CHAPTER 7 Claw Hallux Deformity
CLAW HALLUX DEFORMITY SECONDARY TO A COMPARTMENT SYNDROME
I have attempted various soft tissue releases and ultimately have come to the conclusion that the only way this deformity can be repaired is by completely releasing the sesamoid complex. The approach is through a medial incision similar to that for a sesamoidectomy, and the branch of the medial plantar nerve is identified and retracted. The abductor tendon as well as the volar plate is now cut, identifying the flexor hallucis longus. Once the flexor hallucis is retracted, then the volar plate ligament is cut completely, allowing the sesamoids to retract proximally. The hallux is then passively dorsiflexed. At this time, at least 45 degrees of passive dorsiflexion with the ankle in neutral should be possible. If this is not present or if the hallux is starting to contract at the IP joint, then a lengthening or transfer of the flexor hallucis longus needs to be performed. It is preferable to perform this lengthening proximally, proximal to the medial malleolus either through a fractional lengthening at the musculotendinous junction or by a standard Z-lengthening of the tendon. If a step-cut Z-lengthening is performed, at least 60 degrees of passive dorsiflexion of the hallux must be achieved, because some recurrent contracture is to be expected postoperatively. Once the volar plate has been completely released, the effect of the contracture on the interphalangeal joint must be observed. Is this is a fixed contracture, or is there a passive tenodesis effect of the FHL that is eliminated with plantar flexion of the ankle? In order to determine this, plantar flex the foot and assess the amount of dorsiflexion that occurs through the interphalangeal joint. If the IP joint can be straightened completely with the foot plantar flexed but flexion of the hallux at the IP joint is observed with the foot in neutral or dorsiflexion, then a tenodesis effect is present. If a fixed flexion contracture is present, then an arthrodesis of the interphalangeal joint can be performed or the FHL transferred into the base of the proximal phalanx of the hallux (Figure 7-1).

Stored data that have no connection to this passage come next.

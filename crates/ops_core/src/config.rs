//! Tunable rules and starting settings.
//!
//! Configuration is plain data loaded from RON. Every field has a default so
//! a config file only needs to list what it changes. Fixed-point fields are
//! written as raw scaled integers (`1000000` = 1.0), matching how they are
//! serialized everywhere else.
//!
//! # Example RON
//!
//! ```ron
//! GameConfig(
//!     rules: (
//!         agent_upkeep_cost: 12,
//!         suppression_decay: 150000, // 15% per turn
//!     ),
//!     start: (
//!         money: 1000,
//!     ),
//! )
//! ```

use std::path::Path;

use serde::{Deserialize, Serialize};

use crate::error::{GameError, Result};
use crate::factions::{default_factions, Faction};
use crate::math::Fixed;

/// Per-turn rules consulted by the turn engine.
///
/// A copy lives on every [`crate::state::GameState`] so that a state carries
/// the rules it was created under.
#[derive(Debug, Clone, PartialEq, Eq, Hash, Serialize, Deserialize)]
#[serde(default)]
pub struct Rules {
    /// Money paid per non-terminated agent per turn.
    pub agent_upkeep_cost: i64,
    /// Money charged per hired agent.
    pub agent_hire_cost: i64,
    /// Starting skill of a hired agent.
    pub agent_initial_skill: Fixed,
    /// Starting hit points of a hired agent.
    pub agent_initial_hit_points: Fixed,
    /// Base weapon damage of a hired agent.
    pub agent_weapon_damage: i64,

    /// Money per turn from a contracting agent at effective skill 100.
    pub contracting_income: i64,
    /// Intel per turn from an espionage agent at effective skill 100.
    pub espionage_intel: i64,
    /// Intel per turn added to a lead by an investigating agent at effective skill 100.
    pub lead_intel_per_agent: i64,

    /// Exhaustion gained per turn of contracting.
    pub contracting_exhaustion: Fixed,
    /// Exhaustion gained per turn of espionage.
    pub espionage_exhaustion: Fixed,
    /// Exhaustion gained per turn of lead investigation.
    pub investigation_exhaustion: Fixed,
    /// Exhaustion gained per turn of training.
    pub training_exhaustion: Fixed,

    /// Skill reward for a successful attack.
    pub successful_attack_skill_reward: Fixed,
    /// Skill reward for a failed attack.
    pub failed_attack_skill_reward: Fixed,
    /// Skill reward for a successful defense.
    pub successful_defense_skill_reward: Fixed,
    /// Skill reward for a failed defense.
    pub failed_defense_skill_reward: Fixed,

    /// Proportional intel decay per point of accumulated intel.
    pub intel_decay_per_intel: Fixed,
    /// Upper bound on the proportional intel decay.
    pub intel_decay_cap: Fixed,

    /// Fraction of suppression lost each turn.
    pub suppression_decay: Fixed,
}

impl Default for Rules {
    fn default() -> Self {
        Self {
            agent_upkeep_cost: 10,
            agent_hire_cost: 50,
            agent_initial_skill: Fixed::from_int(100),
            agent_initial_hit_points: Fixed::from_int(30),
            agent_weapon_damage: 10,

            contracting_income: 30,
            espionage_intel: 5,
            lead_intel_per_agent: 10,

            contracting_exhaustion: Fixed::ONE,
            espionage_exhaustion: Fixed::ONE,
            investigation_exhaustion: Fixed::ONE,
            training_exhaustion: Fixed::ONE,

            successful_attack_skill_reward: Fixed::ONE,
            failed_attack_skill_reward: Fixed::from_raw(200_000),
            successful_defense_skill_reward: Fixed::from_raw(500_000),
            failed_defense_skill_reward: Fixed::from_raw(200_000),

            intel_decay_per_intel: Fixed::from_raw(500),
            intel_decay_cap: Fixed::from_raw(200_000),

            suppression_decay: Fixed::from_raw(100_000),
        }
    }
}

/// Values a new game starts with.
#[derive(Debug, Clone, PartialEq, Eq, Hash, Serialize, Deserialize)]
#[serde(default)]
pub struct StartSettings {
    /// Starting money.
    pub money: i64,
    /// Starting intel.
    pub intel: i64,
    /// Money granted every turn.
    pub funding: i64,
    /// Starting panic.
    pub panic: Fixed,
    /// Agents on the roster at turn 1.
    pub agent_count: u32,
    /// Maximum non-terminated agents.
    pub agent_cap: usize,
    /// Maximum agents deployed to one mission site.
    pub transport_cap: usize,
    /// Maximum agents in training at once.
    pub training_cap: usize,
    /// Skill gained per turn of training.
    pub training_skill_gain: Fixed,
    /// Exhaustion removed per turn from resting agents.
    pub exhaustion_recovery: Fixed,
    /// Percent of maximum hit points restored per recovery turn.
    pub hit_points_recovery_pct: Fixed,
    /// Hostile factions at turn 1.
    pub factions: Vec<Faction>,
}

impl Default for StartSettings {
    fn default() -> Self {
        Self {
            money: 500,
            intel: 0,
            funding: 20,
            panic: Fixed::ZERO,
            agent_count: 4,
            agent_cap: 20,
            transport_cap: 4,
            training_cap: 2,
            training_skill_gain: Fixed::ONE,
            exhaustion_recovery: Fixed::from_int(2),
            hit_points_recovery_pct: Fixed::from_int(2),
            factions: default_factions(),
        }
    }
}

/// Complete configuration: rules plus starting settings.
#[derive(Debug, Clone, Default, PartialEq, Eq, Hash, Serialize, Deserialize)]
#[serde(default)]
pub struct GameConfig {
    /// Per-turn rules.
    pub rules: Rules,
    /// Starting settings.
    pub start: StartSettings,
}

impl GameConfig {
    /// Load a configuration from a RON file.
    pub fn load<P: AsRef<Path>>(path: P) -> Result<Self> {
        let path = path.as_ref();
        let contents = std::fs::read_to_string(path).map_err(|e| GameError::DataParseError {
            path: path.display().to_string(),
            message: e.to_string(),
        })?;
        Self::parse(&contents, &path.display().to_string())
    }

    /// Load a configuration from a RON string.
    pub fn from_ron_str(ron: &str) -> Result<Self> {
        Self::parse(ron, "<inline>")
    }

    fn parse(ron: &str, origin: &str) -> Result<Self> {
        let config: Self = ron::from_str(ron).map_err(|e| GameError::DataParseError {
            path: origin.to_string(),
            message: e.to_string(),
        })?;
        config.validate()?;
        Ok(config)
    }

    /// Reject settings the engine cannot run with.
    pub fn validate(&self) -> Result<()> {
        let invalid = |field: &str, reason: &str| GameError::DataParseError {
            path: "<config>".to_string(),
            message: format!("{field}: {reason}"),
        };
        if !self.start.hit_points_recovery_pct.is_positive() {
            return Err(invalid("hit_points_recovery_pct", "must be positive"));
        }
        if !self.rules.agent_initial_hit_points.is_positive() {
            return Err(invalid("agent_initial_hit_points", "must be positive"));
        }
        if self.rules.agent_initial_skill.is_negative() {
            return Err(invalid("agent_initial_skill", "must not be negative"));
        }
        if self.rules.suppression_decay.is_negative() || self.rules.suppression_decay > Fixed::ONE {
            return Err(invalid("suppression_decay", "must be within [0, 1]"));
        }
        if self.rules.intel_decay_cap.is_negative() || self.rules.intel_decay_cap > Fixed::ONE {
            return Err(invalid("intel_decay_cap", "must be within [0, 1]"));
        }
        if self.start.agent_count as usize > self.start.agent_cap {
            return Err(invalid("agent_count", "exceeds agent_cap"));
        }
        if self.start.transport_cap == 0 {
            return Err(invalid("transport_cap", "must be positive"));
        }
        if self.start.factions.iter().any(|f| {
            f.threat_level.is_negative() || f.threat_increase.is_negative() || f.suppression.is_negative()
        }) {
            return Err(invalid("factions", "threat and suppression must not be negative"));
        }
        Ok(())
    }
}

#[cfg(test)]
mod tests {
    use super::*;

    #[test]
    fn test_defaults_validate() {
        assert!(GameConfig::default().validate().is_ok());
    }

    #[test]
    fn test_partial_ron_overrides() {
        let config = GameConfig::from_ron_str(
            "(rules: (agent_upkeep_cost: 12, suppression_decay: 150000), start: (money: 1000))",
        )
        .unwrap();
        assert_eq!(config.rules.agent_upkeep_cost, 12);
        assert_eq!(config.rules.suppression_decay, Fixed::from_raw(150_000));
        assert_eq!(config.start.money, 1000);
        // Untouched fields keep defaults
        assert_eq!(config.rules.agent_hire_cost, Rules::default().agent_hire_cost);
        assert_eq!(config.start.funding, StartSettings::default().funding);
    }

    #[test]
    fn test_invalid_values_rejected() {
        let err = GameConfig::from_ron_str("(start: (hit_points_recovery_pct: 0))").unwrap_err();
        assert!(matches!(err, GameError::DataParseError { .. }));
        assert!(GameConfig::from_ron_str("(rules: (suppression_decay: 2000000))").is_err());
        assert!(GameConfig::from_ron_str("(start: (agent_count: 5, agent_cap: 2))").is_err());
    }

    #[test]
    fn test_parse_error_reported() {
        assert!(matches!(
            GameConfig::from_ron_str("(rules: oops"),
            Err(GameError::DataParseError { .. })
        ));
    }
}
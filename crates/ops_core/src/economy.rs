//! Asset accounting.
//!
//! Phases before the asset phase only record what they earned or owe in an
//! [`AssetLedger`]; the ledger is settled against the state in one step so
//! the report can show every contributing term.

use crate::data::MissionRewards;
use crate::report::{AssetsReport, ValueChange};
use crate::state::GameState;

/// Money, intel and funding terms collected during a turn.
#[derive(Debug, Clone, Copy, Default, PartialEq, Eq)]
pub struct AssetLedger {
    /// Upkeep owed, snapshotted from the pre-update roster.
    pub upkeep: i64,
    /// Contracting income.
    pub contracting_income: i64,
    /// Espionage intel.
    pub espionage_intel: i64,
    /// Hire costs accrued by player actions.
    pub hire_costs: i64,
    /// Mission money rewards.
    pub mission_money: i64,
    /// Mission intel rewards.
    pub mission_intel: i64,
    /// Mission funding rewards.
    pub mission_funding: i64,
}

impl AssetLedger {
    /// Record the rewards of a successful mission.
    pub fn add_rewards(&mut self, rewards: &MissionRewards) {
        self.mission_money += rewards.money;
        self.mission_intel += rewards.intel;
        self.mission_funding += rewards.funding;
    }

    /// Apply every term to the state and report the result.
    ///
    /// Funding is received at its pre-update value; mission funding rewards
    /// take effect from the next turn.
    pub fn settle(&self, state: &mut GameState) -> AssetsReport {
        let money_before = state.money;
        let intel_before = state.intel;
        let funding_before = state.funding;

        state.money += self.contracting_income + funding_before + self.mission_money
            - self.upkeep
            - self.hire_costs;
        state.intel += self.espionage_intel + self.mission_intel;
        state.funding += self.mission_funding;
        state.pending_hire_cost = 0;

        tracing::debug!(
            money = state.money,
            intel = state.intel,
            funding = state.funding,
            upkeep = self.upkeep,
            "Assets settled"
        );

        AssetsReport {
            money: ValueChange::new(money_before, state.money),
            intel: ValueChange::new(intel_before, state.intel),
            funding: ValueChange::new(funding_before, state.funding),
            agent_upkeep: self.upkeep,
            contracting_income: self.contracting_income,
            espionage_intel: self.espionage_intel,
            funding_income: funding_before,
            hire_costs: self.hire_costs,
            mission_money: self.mission_money,
            mission_intel: self.mission_intel,
            mission_funding: self.mission_funding,
        }
    }
}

In many patients with deformity secondary to injury, the contracture responsible for clawing of the hallux is caused by fibrosis of the intrinsic musculature. This is far more difficult to treat, and although the hallux will function, it will never be normal. Most affected patients present with a fixed flexion at the MP joint, with some remaining function and flexibility at the IP joint. I have tried numerous procedures to release the hallux MP joint contracture and have found that a complete release allowing the sesamoid complex to retract proximally is the only realistic option. This application is well illustrated in Figure 7-2, in which the patient’s severe forefoot deformity was the result of a compartment syndrome that developed after an ankle arthroscopy. Very fixed flexion and adduction deformity of all of the MP joints is evident on the preoperative weight-bearing radiographs. A good aesthetic and functional result was achieved with extensive surgical release as described.